Aim of the exercise: Under this line are the records; write out word for word the part that begins at the line containing "parse_translation(&body, model)" and ends at the line containing "let output = match", and no more.

Input material:
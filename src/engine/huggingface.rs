use serde::Deserialize;
use serde_json::json;
use std::time::Duration;
use tracing::debug;

use super::retry::{RetryPolicy, call_with_retry, retry_after};
use super::{EngineFuture, InferenceError, TranslationEngine};
use crate::settings::Settings;

const MAX_ERROR_BODY: usize = 512;

/// Client for a Hugging Face style inference endpoint serving translation
/// pipelines (`POST {base_url}/{model}` with `{"inputs": text}`).
#[derive(Debug, Clone)]
pub struct HuggingFaceEngine {
    client: reqwest::Client,
    base_url: String,
    token: Option<String>,
    policy: RetryPolicy,
}

impl HuggingFaceEngine {
    pub fn new(base_url: impl Into<String>, token: Option<String>, policy: RetryPolicy) -> Self {
        Self {
            client: reqwest::Client::new(),
            base_url: base_url.into().trim_end_matches('/').to_string(),
            token,
            policy,
        }
    }

    pub fn from_settings(settings: &Settings) -> Self {
        let token = std::env::var(&settings.engine_api_key_env)
            .ok()
            .filter(|value| !value.trim().is_empty());
        let policy = RetryPolicy::new(
            Duration::from_secs(settings.engine_timeout_secs),
            settings.engine_max_retries,
        );
        Self::new(settings.engine_base_url.clone(), token, policy)
    }

    async fn request(&self, model: &str, text: &str) -> Result<String, InferenceError> {
        let url = format!("{}/{}", self.base_url, model);
        debug!("calling {} with {} chars", url, text.chars().count());
        let mut request = self.client.post(&url).json(&json!({ "inputs": text }));
        if let Some(token) = self.token.as_deref() {
            request = request.bearer_auth(token);
        }
        let response = request.send().await.map_err(|err| InferenceError::Request {
            model: model.to_string(),
            message: err.to_string(),
        })?;
        let status = response.status();
        let retry_after = retry_after(response.headers());
        let body = response.text().await.map_err(|err| InferenceError::Request {
            model: model.to_string(),
            message: err.to_string(),
        })?;
        if !status.is_success() {
            return Err(InferenceError::Status {
                model: model.to_string(),
                status: status.as_u16(),
                body: truncate(&body, MAX_ERROR_BODY),
                retry_after,
            });
        }
        parse_translation(&body, model)
    }
}

impl TranslationEngine for HuggingFaceEngine {
    fn translate(&self, model: &str, text: &str) -> EngineFuture {
        let engine = self.clone();
        let model = model.to_string();
        let text = text.to_string();
        Box::pin(async move {
            call_with_retry(&engine.policy, &model, || engine.request(&model, &text)).await
        })
    }
}

#[derive(Debug, Deserialize)]
#[serde(untagged)]
enum TranslationPayload {
    Many(Vec<TranslationOutput>),
    One(TranslationOutput),
}

#[derive(Debug, Deserialize)]
struct TranslationOutput {
    translation_text: String,
}

fn parse_translation(body: &str, model: &str) -> Result<String, InferenceError> {
    let payload: TranslationPayload =
        serde_json::from_str(body).map_err(|err| InferenceError::Response {
            model: model.to_string(),
            message: format!("{} ({})", err, truncate(body, MAX_ERROR_BODY)),
        })?;
    let output = match payload {
        TranslationPayload::One(output) => Some(output),
        TranslationPayload::Many(outputs) => outputs.into_iter().next(),
    };
    output
        .map(|output| output.translation_text)
        .ok_or_else(|| InferenceError::Response {
            model: model.to_string(),
            message: "empty translation list".to_string(),
        })
}

fn truncate(value: &str, max_chars: usize) -> String {
    if value.chars().count() <= max_chars {
        return value.to_string();
    }
    let mut out = value.chars().take(max_chars).collect::<String>();
    out.push('…');
    out
}
/// Default per-call input limit of the translation models, in characters.
pub const DEFAULT_MAX_CHUNK_LENGTH: usize = 512;

/// Splits `text` into whitespace-delimited chunks of at most `max_length`
/// characters.
///
/// Words are never split: a word longer than `max_length` occupies a chunk of
/// its own. Joining the chunks with single spaces yields the input's words in
/// order with whitespace collapsed.
pub fn chunk_text(text: &str, max_length: usize) -> Vec<String> {
    let mut chunks = Vec::new();
    let mut current = String::new();
    let mut current_len = 0usize;

    for word in text.split_whitespace() {
        let word_len = word.chars().count();
        if current.is_empty() {
            current.push_str(word);
            current_len = word_len;
            continue;
        }
        if current_len + 1 + word_len <= max_length {
            current.push(' ');
            current.push_str(word);
            current_len += 1 + word_len;
        } else {
            chunks.push(std::mem::take(&mut current));
            current.push_str(word);
            current_len = word_len;
        }
    }

    if !current.is_empty() {
        chunks.push(current);
    }
    chunks
}
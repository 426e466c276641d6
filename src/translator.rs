use anyhow::Result;
use thiserror::Error;
use tracing::{debug, info, warn};

use crate::catalog::{Hop, ModelCatalog};
use crate::chunker::chunk_text;
use crate::engine::{InferenceError, TranslationEngine};
use crate::languages::{SupportedLanguages, normalize_code};
use crate::settings::Settings;

#[derive(Debug, Error)]
pub enum TranslateError {
    #[error("no translation model available for {source_lang}-{target_lang}")]
    NotAvailable {
        source_lang: String,
        target_lang: String,
    },

    #[error(transparent)]
    Inference(#[from] InferenceError),
}

/// Routes text through the direct model or a pivot chain of models.
#[derive(Debug, Clone)]
pub struct Translator<E: TranslationEngine> {
    engine: E,
    catalog: ModelCatalog,
    languages: SupportedLanguages,
    max_chunk_length: usize,
    pivots: Vec<String>,
    max_hops: usize,
}

impl<E: TranslationEngine> Translator<E> {
    pub fn new(engine: E, catalog: ModelCatalog, languages: SupportedLanguages) -> Self {
        Self {
            engine,
            catalog,
            languages,
            max_chunk_length: crate::chunker::DEFAULT_MAX_CHUNK_LENGTH,
            pivots: vec!["en".to_string()],
            max_hops: 2,
        }
    }

    pub fn from_settings(engine: E, settings: &Settings) -> Result<Self> {
        let languages = SupportedLanguages::new(&settings.languages)?;
        let catalog = ModelCatalog::from_entries(&settings.models, &languages);
        if catalog.is_empty() {
            warn!("model catalog is empty; every translation request will be rejected");
        } else {
            debug!("model catalog holds {} pairs", catalog.len());
        }
        Ok(Self::new(engine, catalog, languages)
            .with_max_chunk_length(settings.max_chunk_length)
            .with_pivots(settings.pivot_languages.clone(), settings.max_hops))
    }

    pub fn with_max_chunk_length(mut self, max_chunk_length: usize) -> Self {
        if max_chunk_length > 0 {
            self.max_chunk_length = max_chunk_length;
        }
        self
    }

    pub fn with_pivots(mut self, pivots: Vec<String>, max_hops: usize) -> Self {
        self.pivots = pivots.iter().map(|code| normalize_code(code)).collect();
        self.max_hops = max_hops.max(1);
        self
    }

    pub fn languages(&self) -> &SupportedLanguages {
        &self.languages
    }

    pub fn catalog(&self) -> &ModelCatalog {
        &self.catalog
    }

    /// Targets reachable from `source` under this translator's routing rules.
    pub fn reachable_targets(&self, source: &str) -> Vec<String> {
        if !self.languages.contains(source) {
            return Vec::new();
        }
        self.catalog
            .reachable_targets(source, &self.languages, &self.pivots, self.max_hops)
    }

    /// Resolves the ordered models to run for `source` into `target`.
    pub fn plan(&self, source: &str, target: &str) -> Result<Vec<Hop>, TranslateError> {
        let not_available = || TranslateError::NotAvailable {
            source_lang: normalize_code(source),
            target_lang: normalize_code(target),
        };
        if !self.languages.contains(source) || !self.languages.contains(target) {
            return Err(not_available());
        }
        self.catalog
            .resolve(source, target, &self.pivots, self.max_hops)
            .ok_or_else(not_available)
    }

    pub async fn translate(
        &self,
        text: &str,
        source: &str,
        target: &str,
    ) -> Result<String, TranslateError> {
        let path = self.plan(source, target)?;
        info!(
            "translating {} chars {}-{} via {}",
            text.chars().count(),
            normalize_code(source),
            normalize_code(target),
            describe_path(&path)
        );
        let mut current = text.to_string();
        for hop in &path {
            current = self.run_hop(hop, &current).await?;
        }
        Ok(current)
    }

    async fn run_hop(&self, hop: &Hop, text: &str) -> Result<String, TranslateError> {
        let chunks = chunk_text(text, self.max_chunk_length);
        debug!("{}: {} chunk(s) through {}", hop.pair, chunks.len(), hop.model);
        let mut translated = Vec::with_capacity(chunks.len());
        for chunk in &chunks {
            translated.push(self.engine.translate(&hop.model, chunk).await?);
        }
        Ok(translated.join(" "))
    }
}

fn describe_path(path: &[Hop]) -> String {
    if path.is_empty() {
        return "no models".to_string();
    }
    path.iter()
        .map(|hop| hop.model.as_str())
        .collect::<Vec<_>>()
        .join(" -> ")
}

#[cfg(test)]
mod tests {
    use super::*;
    use crate::test_util::{RecordingEngine, test_settings};

    fn build_translator(engine: RecordingEngine) -> Translator<RecordingEngine> {
        Translator::from_settings(engine, &test_settings()).expect("translator")
    }

    #[tokio::test]
    async fn direct_pair_translates_each_chunk_in_order() {
        let engine = RecordingEngine::new();
        let translator = build_translator(engine.clone()).with_max_chunk_length(11);
        let output = translator
            .translate("hello brave new world", "en", "fr")
            .await
            .expect("translation");
        assert_eq!(output, "[en-fr:hello brave] [en-fr:new world]");
        assert_eq!(
            engine.calls(),
            vec![
                ("m/en-fr".to_string(), "hello brave".to_string()),
                ("m/en-fr".to_string(), "new world".to_string()),
            ]
        );
    }

    #[tokio::test]
    async fn direct_translation_is_deterministic() {
        let translator = build_translator(RecordingEngine::new());
        let first = translator.translate("un deux trois", "fr", "en").await;
        let second = translator.translate("un deux trois", "fr", "en").await;
        assert_eq!(first.expect("first"), second.expect("second"));
    }

    #[tokio::test]
    async fn pivot_runs_source_model_first_and_rechunks() {
        let engine = RecordingEngine::new();
        let translator = build_translator(engine.clone()).with_max_chunk_length(15);
        let output = translator
            .translate("ni hao shi jie", "zh", "de")
            .await
            .expect("translation");

        let calls = engine.calls();
        assert_eq!(calls[0], ("m/zh-en".to_string(), "ni hao shi jie".to_string()));
        // "[zh-en:ni hao shi jie]" is re-chunked before the second hop.
        assert_eq!(
            calls[1..],
            [
                ("m/en-de".to_string(), "[zh-en:ni hao".to_string()),
                ("m/en-de".to_string(), "shi jie]".to_string()),
            ]
        );
        assert_eq!(output, "[en-de:[zh-en:ni hao] [en-de:shi jie]]");
    }

    #[tokio::test]
    async fn unknown_language_is_not_available_without_engine_calls() {
        let engine = RecordingEngine::new();
        let translator = build_translator(engine.clone());
        let err = translator.translate("text", "en", "xx").await.unwrap_err();
        assert!(matches!(err, TranslateError::NotAvailable { .. }));
        assert_eq!(err.to_string(), "no translation model available for en-xx");
        assert!(engine.calls().is_empty());
    }

    #[tokio::test]
    async fn missing_path_is_not_available_without_engine_calls() {
        let engine = RecordingEngine::new();
        let mut settings = test_settings();
        settings.models.remove("it-en");
        settings.models.remove("it-ar");
        let translator = Translator::from_settings(engine.clone(), &settings).expect("translator");
        let err = translator.translate("ciao", "it", "ar").await.unwrap_err();
        assert!(matches!(err, TranslateError::NotAvailable { .. }));
        assert!(engine.calls().is_empty());
    }

    #[tokio::test]
    async fn engine_failure_propagates_as_inference_error() {
        let engine = RecordingEngine::failing_on("m/en-fr");
        let translator = build_translator(engine);
        let err = translator.translate("hello", "en", "fr").await.unwrap_err();
        assert!(matches!(err, TranslateError::Inference(_)));
    }

    #[test]
    fn empty_catalog_still_builds_but_routes_nothing() {
        let mut settings = test_settings();
        settings.models.clear();
        let translator =
            Translator::from_settings(RecordingEngine::new(), &settings).expect("translator");
        assert!(translator.catalog().is_empty());
        assert!(translator.reachable_targets("en").is_empty());
        assert!(matches!(
            translator.plan("en", "fr"),
            Err(TranslateError::NotAvailable { .. })
        ));
    }

    #[test]
    fn reachable_targets_cover_pivot_paths() {
        let translator = build_translator(RecordingEngine::new());
        let targets = translator.reachable_targets("zh");
        assert!(targets.contains(&"de".to_string()));
        assert!(!targets.contains(&"zh".to_string()));
        assert!(translator.reachable_targets("xx").is_empty());
    }
}
mod handlers;
mod models;
mod state;

pub use handlers::{router, run_server};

Response box:
        parse_translation(&body, model)
    }
}

impl TranslationEngine for HuggingFaceEngine {
    fn translate(&self, model: &str, text: &str) -> EngineFuture {
        let engine = self.clone();
        let model = model.to_string();
        let text = text.to_string();
        Box::pin(async move {
            call_with_retry(&engine.policy, &model, || engine.request(&model, &text)).await
        })
    }
}

#[derive(Debug, Deserialize)]
#[serde(untagged)]
enum TranslationPayload {
    Many(Vec<TranslationOutput>),
    One(TranslationOutput),
}

#[derive(Debug, Deserialize)]
struct TranslationOutput {
    translation_text: String,
}

fn parse_translation(body: &str, model: &str) -> Result<String, InferenceError> {
    let payload: TranslationPayload =
        serde_json::from_str(body).map_err(|err| InferenceError::Response {
            model: model.to_string(),
            message: format!("{} ({})", err, truncate(body, MAX_ERROR_BODY)),
        })?;
    let output = match payload {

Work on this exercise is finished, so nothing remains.